→ What you should do: From the first line of the records below through the line containing "the symlink view", copy everything exactly and nothing more.

→ Data under study:

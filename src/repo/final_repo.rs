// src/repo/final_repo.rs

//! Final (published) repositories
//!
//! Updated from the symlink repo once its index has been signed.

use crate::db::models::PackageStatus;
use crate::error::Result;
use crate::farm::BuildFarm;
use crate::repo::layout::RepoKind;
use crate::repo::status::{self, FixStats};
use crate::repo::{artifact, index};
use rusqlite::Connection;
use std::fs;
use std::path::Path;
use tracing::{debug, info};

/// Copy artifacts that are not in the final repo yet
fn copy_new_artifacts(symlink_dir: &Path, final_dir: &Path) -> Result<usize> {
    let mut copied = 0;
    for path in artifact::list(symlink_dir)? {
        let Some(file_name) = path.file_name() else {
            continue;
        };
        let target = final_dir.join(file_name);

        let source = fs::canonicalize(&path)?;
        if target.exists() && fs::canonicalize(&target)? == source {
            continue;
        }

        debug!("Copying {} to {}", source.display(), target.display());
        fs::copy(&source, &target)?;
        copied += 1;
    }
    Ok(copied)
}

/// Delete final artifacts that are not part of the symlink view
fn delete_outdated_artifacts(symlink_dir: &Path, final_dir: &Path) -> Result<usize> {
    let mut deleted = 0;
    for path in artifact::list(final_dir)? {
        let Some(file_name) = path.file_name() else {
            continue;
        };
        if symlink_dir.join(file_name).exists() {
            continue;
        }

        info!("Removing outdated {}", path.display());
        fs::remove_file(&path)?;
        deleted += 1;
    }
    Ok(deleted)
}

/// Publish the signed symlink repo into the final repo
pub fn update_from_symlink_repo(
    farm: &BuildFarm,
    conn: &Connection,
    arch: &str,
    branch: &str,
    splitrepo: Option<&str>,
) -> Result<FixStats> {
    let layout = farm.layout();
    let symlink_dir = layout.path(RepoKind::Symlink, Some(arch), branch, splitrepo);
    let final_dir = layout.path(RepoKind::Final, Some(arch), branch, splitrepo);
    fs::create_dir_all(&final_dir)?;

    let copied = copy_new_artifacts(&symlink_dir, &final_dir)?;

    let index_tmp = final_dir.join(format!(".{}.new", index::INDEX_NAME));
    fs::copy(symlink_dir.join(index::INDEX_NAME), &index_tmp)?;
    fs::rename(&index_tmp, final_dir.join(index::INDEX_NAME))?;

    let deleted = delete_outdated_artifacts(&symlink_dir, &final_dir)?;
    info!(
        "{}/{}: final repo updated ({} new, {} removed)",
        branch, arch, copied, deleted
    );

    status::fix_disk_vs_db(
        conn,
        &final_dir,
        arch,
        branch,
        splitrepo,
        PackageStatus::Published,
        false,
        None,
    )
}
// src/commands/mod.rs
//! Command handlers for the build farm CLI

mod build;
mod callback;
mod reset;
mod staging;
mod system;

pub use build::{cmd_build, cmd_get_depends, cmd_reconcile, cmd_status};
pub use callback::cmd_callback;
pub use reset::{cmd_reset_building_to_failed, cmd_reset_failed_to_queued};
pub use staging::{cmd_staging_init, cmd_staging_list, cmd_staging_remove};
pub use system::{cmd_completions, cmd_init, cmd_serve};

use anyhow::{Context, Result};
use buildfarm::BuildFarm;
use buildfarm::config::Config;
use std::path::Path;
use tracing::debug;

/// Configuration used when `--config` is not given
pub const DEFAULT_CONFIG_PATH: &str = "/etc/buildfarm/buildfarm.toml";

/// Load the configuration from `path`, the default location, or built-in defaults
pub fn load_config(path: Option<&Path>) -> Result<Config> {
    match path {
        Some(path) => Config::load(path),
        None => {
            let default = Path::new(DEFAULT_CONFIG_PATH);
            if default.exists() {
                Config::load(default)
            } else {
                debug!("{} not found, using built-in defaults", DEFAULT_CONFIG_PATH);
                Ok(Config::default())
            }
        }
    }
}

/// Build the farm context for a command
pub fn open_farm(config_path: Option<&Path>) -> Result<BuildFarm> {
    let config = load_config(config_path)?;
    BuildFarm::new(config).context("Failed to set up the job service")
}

→ Exercise solution:
filename src/repo/final_repo.rs
// src/repo/final_repo.rs

//! Final (published) repositories
//!
//! Updated from the symlink repo once its index has been signed.

use crate::db::models::PackageStatus;
use crate::error::Result;
use crate::farm::BuildFarm;
use crate::repo::layout::RepoKind;
use crate::repo::status::{self, FixStats};
use crate::repo::{artifact, index};
use rusqlite::Connection;
use std::fs;
use std::path::Path;
use tracing::{debug, info};

/// Copy artifacts that are not in the final repo yet
fn copy_new_artifacts(symlink_dir: &Path, final_dir: &Path) -> Result<usize> {
    let mut copied = 0;
    for path in artifact::list(symlink_dir)? {
        let Some(file_name) = path.file_name() else {
            continue;
        };
        let target = final_dir.join(file_name);

        let source = fs::canonicalize(&path)?;
        if target.exists() && fs::canonicalize(&target)? == source {
            continue;
        }

        debug!("Copying {} to {}", source.display(), target.display());
        fs::copy(&source, &target)?;
        copied += 1;
    }
    Ok(copied)
}

/// Delete final artifacts that are not part of the symlink view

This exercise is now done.